Police chief
- In office 1953–1974

Personal details
- Born: 1 July 1923 İzmir, Turkey
- Died: 19 November 2010 (aged 87) Antalya, Turkey
- Alma mater: Faculty of Political Science, Ankara University

= Feriha Sanerk =

Turkish police chief

Şerife Feriha Sanerk (1 July 1923 – 19 November 2010) was the first female police chief in Turkey.

==Life==
She was born in İzmir, Turkey on 1 July 1923. In 1945, she graduated from the Faculty of Political Sciences of Ankara University. In 1946 she succeeded in the entrance examination of the Ministry of Interior and was appointed as a vice commissar. In 1951, she received a certificate from the police in-service training center. After completing the training, she was appointed police chief. She served as the Director of Legal Affairs, Director of the Media Relations and the Director of Research Center. She also taught in the Police Training Center. She retired in 1974.

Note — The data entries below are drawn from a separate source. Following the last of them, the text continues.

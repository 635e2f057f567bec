//! Topic relevance domain.
//!
//! Decides whether a user message is about solar energy and may be
//! forwarded to the model.
//!
//! - [`keywords`]: the fixed domain-keyword and back-reference word lists
//! - [`match_mode::MatchMode`]: how keywords are compared against input
//! - [`classifier::RelevanceClassifier`]: the filter itself

pub mod classifier;
pub mod keywords;
pub mod match_mode;
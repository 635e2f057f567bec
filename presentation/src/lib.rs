//! Presentation layer for solar-assistant
//!
//! This crate contains CLI definitions, output formatters,
//! progress reporters, and the interactive chat interface.

pub mod chat;
pub mod cli;
pub mod config;
pub mod output;
pub mod progress;

// Re-export commonly used types
pub use chat::{ChatRepl, ReplCommand};
pub use cli::commands::Cli;
pub use config::{OutputConfig, ReplConfig};
pub use output::console::ConsoleFormatter;
pub use progress::reporter::ProgressReporter;
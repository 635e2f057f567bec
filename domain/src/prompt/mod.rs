//! Prompt domain
//!
//! The fixed system instruction and the canned texts the assistant replies with.

mod template;

pub use template::{ERROR_MARKER, PromptTemplate, REFUSAL_MESSAGE, SYSTEM_INSTRUCTION};
//! Configuration file loader with multi-source merging

use super::credentials::ConfigError;
use super::file_config::FileConfig;
use figment::{
    Figment,
    providers::{Env, Format, Serialized, Toml},
};
use std::path::PathBuf;

const PROJECT_FILES: [&str; 2] = ["solar-assistant.toml", ".solar-assistant.toml"];
const ENV_PREFIX: &str = "SOLAR_ASSISTANT_";

/// Configuration loader that handles file discovery and merging
pub struct ConfigLoader;

impl ConfigLoader {
    /// Load configuration from all sources with proper priority
    ///
    /// Priority (highest to lowest):
    /// 1. `SOLAR_ASSISTANT_*` environment variables (`__` separates sections,
    ///    e.g. `SOLAR_ASSISTANT_MODEL__NAME`)
    /// 2. Explicit config path (if provided)
    /// 3. Project root: `./solar-assistant.toml` or `./.solar-assistant.toml`
    /// 4. XDG config: `$XDG_CONFIG_HOME/solar-assistant/config.toml`
    /// 5. Default values
    pub fn load(config_path: Option<&PathBuf>) -> Result<FileConfig, ConfigError> {
        let mut figment = Figment::new().merge(Serialized::defaults(FileConfig::default()));

        if let Some(global_path) = Self::global_config_path()
            && global_path.exists()
        {
            figment = figment.merge(Toml::file(&global_path));
        }

        if let Some(path) = Self::project_config_path() {
            figment = figment.merge(Toml::file(&path));
        }

        if let Some(path) = config_path {
            if !path.exists() {
                return Err(ConfigError::Invalid(format!(
                    "  - config file not found: {}",
                    path.display()
                )));
            }
            figment = figment.merge(Toml::file(path));
        }

        figment = figment.merge(Env::prefixed(ENV_PREFIX).split("__"));

        figment.extract().map_err(|e| ConfigError::Load(Box::new(e)))
    }

    /// Load only default configuration (for --no-config)
    pub fn load_defaults() -> FileConfig {
        FileConfig::default()
    }

    /// Get the global config file path
    ///
    /// Returns XDG_CONFIG_HOME/solar-assistant/config.toml if set,
    /// otherwise the platform config directory.
    pub fn global_config_path() -> Option<PathBuf> {
        dirs::config_dir().map(|d| d.join("solar-assistant").join("config.toml"))
    }

    /// Get the project-level config file path (if it exists)
    pub fn project_config_path() -> Option<PathBuf> {
        PROJECT_FILES
            .iter()
            .map(PathBuf::from)
            .find(|path| path.exists())
    }

    /// Print the config file locations being used (for --show-config)
    pub fn print_config_sources(config_path: Option<&PathBuf>) {
        println!("Configuration sources (in priority order):");

        println!("  [ENV  ] {}*", ENV_PREFIX);

        if let Some(path) = config_path {
            let mark = if path.exists() { "FOUND" } else { "MISSING" };
            println!("  [{:<5}] Explicit: {}", mark, path.display());
        }

        if let Some(path) = Self::project_config_path() {
            println!("  [FOUND] Project: {}", path.display());
        } else {
            println!("  [     ] Project: ./solar-assistant.toml or ./.solar-assistant.toml");
        }

        if let Some(path) = Self::global_config_path() {
            if path.exists() {
                println!("  [FOUND] Global:  {}", path.display());
            } else {
                println!("  [     ] Global:  {}", path.display());
            }
        }

        println!("  [     ] Default: built-in defaults");
    }
}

She was married to Adnan Sanerk and gave birth to two daughters. In later years, one of her daughters Nurdan Canca was also appointed police chief. She died on 19 November 2010 in Antalya, and was laid to rest in Uncalı Cemetery.

==Legacy==
On 27 November 2008, she received an honor plaque from Women's Congress. In the Turkish documentary film Nisvan, she was depicted by Elif Tayhan.